LAWRENCE, MA – Lawrence General Hospital announced today their opposition to mandated nurse staffing ratios, citing the devastating impacts these rigid government requirements would have on their ability to provide emergency care to patients. Slated to be Question 1 on the ballot this November, these unnecessary and unfounded staffing requirements will dramatically increase emergency room wait times and delay life-saving services in hospitals across the state.
“We are a very busy Level III Trauma Center, caring for nearly 68,000 patients a year—approximately 1,500 of those being trauma patients,” said George Kondylis, MD, Chief of Emergency Medicine at Lawrence General. “We are seriously worried about the quality of care we will be able to provide if Question 1 passes. Mandated nurse staffing ratios will not allow our nurses to use their professional judgement to make life or death decisions. In the Emergency Center, this will have detrimental effects.”
The enormous costs and operational hurdles associated with the nurse staffing ballot question will increase wait times in the Lawrence General Emergency Center by 40-50 percent for patients who need to be admitted, and non-urgent patients can expect to wait 60 percent longer than usual to be seen. A majority of patients would wait an average of three hours to get into an emergency bed if this is passed.
Question 1 would also disproportionately affect behavioral health patients who will board in emergency rooms across the state if this ballot question were to pass. On average, Lawrence General currently has a range of 6-12 psychiatric patients per day boarding in its Emergency Center. This number could easily double when Question 1 causes behavioral health bed reduction.
There are no exceptions to this mandate, even in the event of an unexpected influx of patients – such as a multi-car crash or large fire. According to an independent study by MassInsight and BW Research Partners, mandated nursing staffing requirements would exacerbate the current nursing shortage and cause emergency department beds to close in community hospitals across the state.
The ballot question would require that hospitals across the state, no matter their size or specific needs of their patients, adhere to the same rigid nurse staffing ratios within all patient care areas at all times. The petition does not make allowances for rural or small community hospitals, holding them to the same staffing ratios as major Boston teaching hospitals.

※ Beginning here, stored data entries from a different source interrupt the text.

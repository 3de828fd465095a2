//! Chat service integration for react-bot.
//!
//! This module provides the transport the event loop runs on:
//! - Establishing the real-time connection and learning the bot's identity
//! - Draining newly arrived message events
//! - Performing remote actions such as adding a reaction
//!
//! It defines the `GenericChatClient` trait that can be implemented for different
//! chat services, with a default implementation for Slack.

pub mod slack;

use std::{ops::Deref, sync::Arc};

use async_trait::async_trait;
use thiserror::Error;

use crate::base::types::{Acknowledgment, Action, Event, SessionIdentity};

// Errors.

/// Failures a chat transport can report.
#[derive(Debug, Error)]
pub enum TransportError {
    /// The connection could not be established (network or authentication).
    #[error("failed to connect: {0}")]
    Connection(String),
    /// The live connection dropped; reconnecting is expected to recover.
    #[error("connection dropped: {0}")]
    Transient(String),
    /// A remote call could not be performed at all.
    #[error("remote call failed: {0}")]
    Call(String),
}

impl TransportError {
    pub fn is_transient(&self) -> bool {
        matches!(self, TransportError::Transient(_))
    }
}

// Traits.

/// Generic "chat" trait that clients must implement.
///
/// This trait defines the three capabilities the event loop consumes. Implementing
/// it allows a different chat platform (or a test double) to drive the bot.
#[async_trait]
pub trait GenericChatClient: Send + Sync + 'static {
    /// Establish the real-time connection.
    ///
    /// Returns the bot's own identity so its events can be ignored. Calling this
    /// again replaces any previous connection.
    async fn connect(&self) -> Result<SessionIdentity, TransportError>;

    /// Return the events that arrived since the previous call, in arrival order.
    ///
    /// Never blocks waiting for new events. Fails with [`TransportError::Transient`]
    /// when the live connection is gone.
    async fn poll(&self) -> Result<Vec<Event>, TransportError>;

    /// Perform a remote action against a message.
    ///
    /// A platform-side rejection is reported through the returned [`Acknowledgment`],
    /// not as an error.
    async fn invoke_action(&self, action: Action, channel_id: &str, payload: &str, message_ts: &str) -> Result<Acknowledgment, TransportError>;
}

// Structs.

/// Chat client for the application.
///
/// It is designed to be trivially cloneable, allowing it to be passed around
/// without the need for `Arc` or `Mutex`.
#[derive(Clone)]
pub struct ChatClient {
    inner: Arc<dyn GenericChatClient>,
}

impl Deref for ChatClient {
    type Target = dyn GenericChatClient;

    fn deref(&self) -> &Self::Target {
        &*self.inner
    }
}

impl ChatClient {
    pub fn new(inner: Arc<dyn GenericChatClient>) -> Self {
        Self { inner }
    }
}

// Tests.
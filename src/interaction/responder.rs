//! Decides which events get a reaction and picks the reaction.

use rand::{Rng, SeedableRng, rngs::StdRng};

use crate::base::types::{Event, SessionIdentity, Vocabulary, WatchSet};

/// Whether `event` qualifies for a reaction.
///
/// The bot never reacts to its own messages, and only reacts in watched channels.
/// An event without a channel is never in the watch set.
pub fn should_respond(event: &Event, self_id: &SessionIdentity, watch_set: &WatchSet) -> bool {
    if event.author.as_deref() == Some(self_id.as_str()) {
        return false;
    }

    event.channel.as_deref().is_some_and(|channel| watch_set.contains(channel))
}

/// Picks one reaction uniformly at random.
pub fn choose_response<'a, R>(vocabulary: &'a Vocabulary, rng: &mut R) -> &'a str
where
    R: Rng + ?Sized,
{
    let payloads = vocabulary.payloads();

    // `Vocabulary` is never empty.
    &payloads[rng.random_range(0..payloads.len())]
}

/// The configured policy, plus the random source used to pick reactions.
pub struct Responder {
    watch_set: WatchSet,
    vocabulary: Vocabulary,
    rng: StdRng,
}

impl Responder {
    pub fn new(watch_set: WatchSet, vocabulary: Vocabulary) -> Self {
        Self {
            watch_set,
            vocabulary,
            rng: StdRng::from_os_rng(),
        }
    }

    /// Create a responder with a specific seed (for reproducible testing).
    pub fn with_seed(watch_set: WatchSet, vocabulary: Vocabulary, seed: u64) -> Self {
        Self {
            watch_set,
            vocabulary,
            rng: StdRng::seed_from_u64(seed),
        }
    }

    pub fn should_respond(&self, event: &Event, self_id: &SessionIdentity) -> bool {
        should_respond(event, self_id, &self.watch_set)
    }

    pub fn choose_response(&mut self) -> &str {
        choose_response(&self.vocabulary, &mut self.rng)
    }

    pub fn watch_set(&self) -> &WatchSet {
        &self.watch_set
    }
}

// Tests.
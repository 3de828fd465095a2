//! Service integrations for external APIs and clients.
//!
//! This module contains the chat transport used by the react-bot. The service
//! defines both a generic trait and a concrete Slack implementation, allowing for
//! extensibility and easy testing.

pub mod chat;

“As an emergency room nurse for 16 years and SDC/PACU nurse for two years, my vote is no on Question 1,” said Lawrence General’s Melissa Browne, RN, BSN, CEN. “I believe in safe nurse patient ratios, but Question 1 is not contributing to the solution, it is adding to the problem.”
The ballot question is opposed by the American Nurses Association - Massachusetts, Emergency Nurses Association - Massachusetts Chapter, Organization of Nurse Leaders, Infusion Nurses Society, Massachusetts Association of Colleges of Nursing, Academy of Medical-Surgical Nurses’ Greater Boston Chapter, the Western Massachusetts Nursing Collaborative, the Massachusetts College of Emergency Physicians, the Massachusetts Medical Society, the Massachusetts Health and Hospital Association, the Massachusetts Council of Community Hospitals, the Conference of Boston Teaching Hospitals, and other healthcare and business leaders across the state.